'''

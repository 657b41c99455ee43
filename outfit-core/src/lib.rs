//! Core library for the outfit agent.
//!
//! This crate defines:
//! - Configuration & credentials handling
//! - Weather providers and city geocoding
//! - The generative-text client and the retry policy that drives it
//! - Outfit recommendation with its fallback payload and response caching
//!
//! It is used by `outfit-cli`, but can also be reused by other binaries or services.

pub mod cache;
pub mod config;
pub mod error;
pub mod generate;
pub mod geocode;
pub mod http;
pub mod model;
pub mod provider;
pub mod recommend;
pub mod retry;
pub mod service;

pub use config::{Config, ProviderConfig};
pub use error::{AttemptFailure, RetryExhausted};
pub use model::{
    Coordinates, OutfitPayload, RecommendationRequest, RecommendationResult, Suggestion,
    WeatherContext,
};
pub use provider::{ProviderId, WeatherProvider};
pub use recommend::{Recommendation, Recommender};
pub use retry::RetryPolicy;
pub use service::OutfitService;
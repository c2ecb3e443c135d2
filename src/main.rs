mod cli;

use anyhow::Result;
use clap::Parser;
use tracing::info;

use cli::{Cli, Commands};
use json_to_hugo::prelude::*;
use json_to_hugo::{SETTINGS_FILE, VERSION};

const RULE: &str = "-------------------------------------";

#[tokio::main]
async fn main() -> Result<()> {
    let cli = Cli::parse();

    match cli.command {
        Some(Commands::Version) => {
            println!("{}", VERSION);
            Ok(())
        }
        None => run().await,
    }
}

async fn run() -> Result<()> {
    // .env is optional; variables may already be in the environment
    dotenvy::dotenv().ok();

    tracing_subscriber::fmt()
        .with_env_filter(
            tracing_subscriber::EnvFilter::try_from_default_env()
                .unwrap_or_else(|_| tracing_subscriber::EnvFilter::new("json_to_hugo=info")),
        )
        .init();

    let config = ServerConfig::from_env()?;
    info!("ServerURL: {}", config.base_url);

    let settings = Settings::load(SETTINGS_FILE)?;

    info!("\n{RULE}\n   Pulling Data from JSON Source...\n{RULE}\n");
    let report = Syncer::new(&config).sync_all(&settings.tables).await?;
    info!(
        "{} tables, {} records written, {} failed",
        report.len(),
        report.records_written(),
        report.failed()
    );
    info!("\n{RULE}\n");
    Ok(())
}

'''

Please set down the entire listing once more, exactly as it stands.

repository 657b41c99455ee43
filename outfit-core/src/lib.rs
//! Core library for the outfit agent.
//!
//! This crate defines:
//! - Configuration & credentials handling
//! - Weather providers and city geocoding
//! - The generative-text client and the retry policy that drives it
//! - Outfit recommendation with its fallback payload and response caching
//!
//! It is used by `outfit-cli`, but can also be reused by other binaries or services.

pub mod cache;
pub mod config;
pub mod error;
pub mod generate;
pub mod geocode;
pub mod http;
pub mod model;
pub mod provider;
pub mod recommend;
pub mod retry;
pub mod service;

pub use config::{Config, ProviderConfig};
pub use error::{AttemptFailure, RetryExhausted};
pub use model::{
    Coordinates, OutfitPayload, RecommendationRequest, RecommendationResult, Suggestion,
    WeatherContext,
};
pub use provider::{ProviderId, WeatherProvider};
pub use recommend::{Recommendation, Recommender};
pub use retry::RetryPolicy;
pub use service::OutfitService;
repository c2ecb3e443c135d2
filename src/main.rs
mod cli;

use anyhow::Result;
use clap::Parser;
use tracing::info;

use cli::{Cli, Commands};
use json_to_hugo::prelude::*;
use json_to_hugo::{SETTINGS_FILE, VERSION};

const RULE: &str = "-------------------------------------";

#[tokio::main]
async fn main() -> Result<()> {
    let cli = Cli::parse();

    match cli.command {
        Some(Commands::Version) => {
            println!("{}", VERSION);
            Ok(())
        }
        None => run().await,
    }
}

async fn run() -> Result<()> {
    // .env is optional; variables may already be in the environment
    dotenvy::dotenv().ok();

    tracing_subscriber::fmt()
        .with_env_filter(
            tracing_subscriber::EnvFilter::try_from_default_env()
                .unwrap_or_else(|_| tracing_subscriber::EnvFilter::new("json_to_hugo=info")),
        )
        .init();

    let config = ServerConfig::from_env()?;
    info!("ServerURL: {}", config.base_url);

    let settings = Settings::load(SETTINGS_FILE)?;

    info!("\n{RULE}\n   Pulling Data from JSON Source...\n{RULE}\n");
    let report = Syncer::new(&config).sync_all(&settings.tables).await?;
    info!(
        "{} tables, {} records written, {} failed",
        report.len(),
        report.records_written(),
        report.failed()
    );
    info!("\n{RULE}\n");
    Ok(())
}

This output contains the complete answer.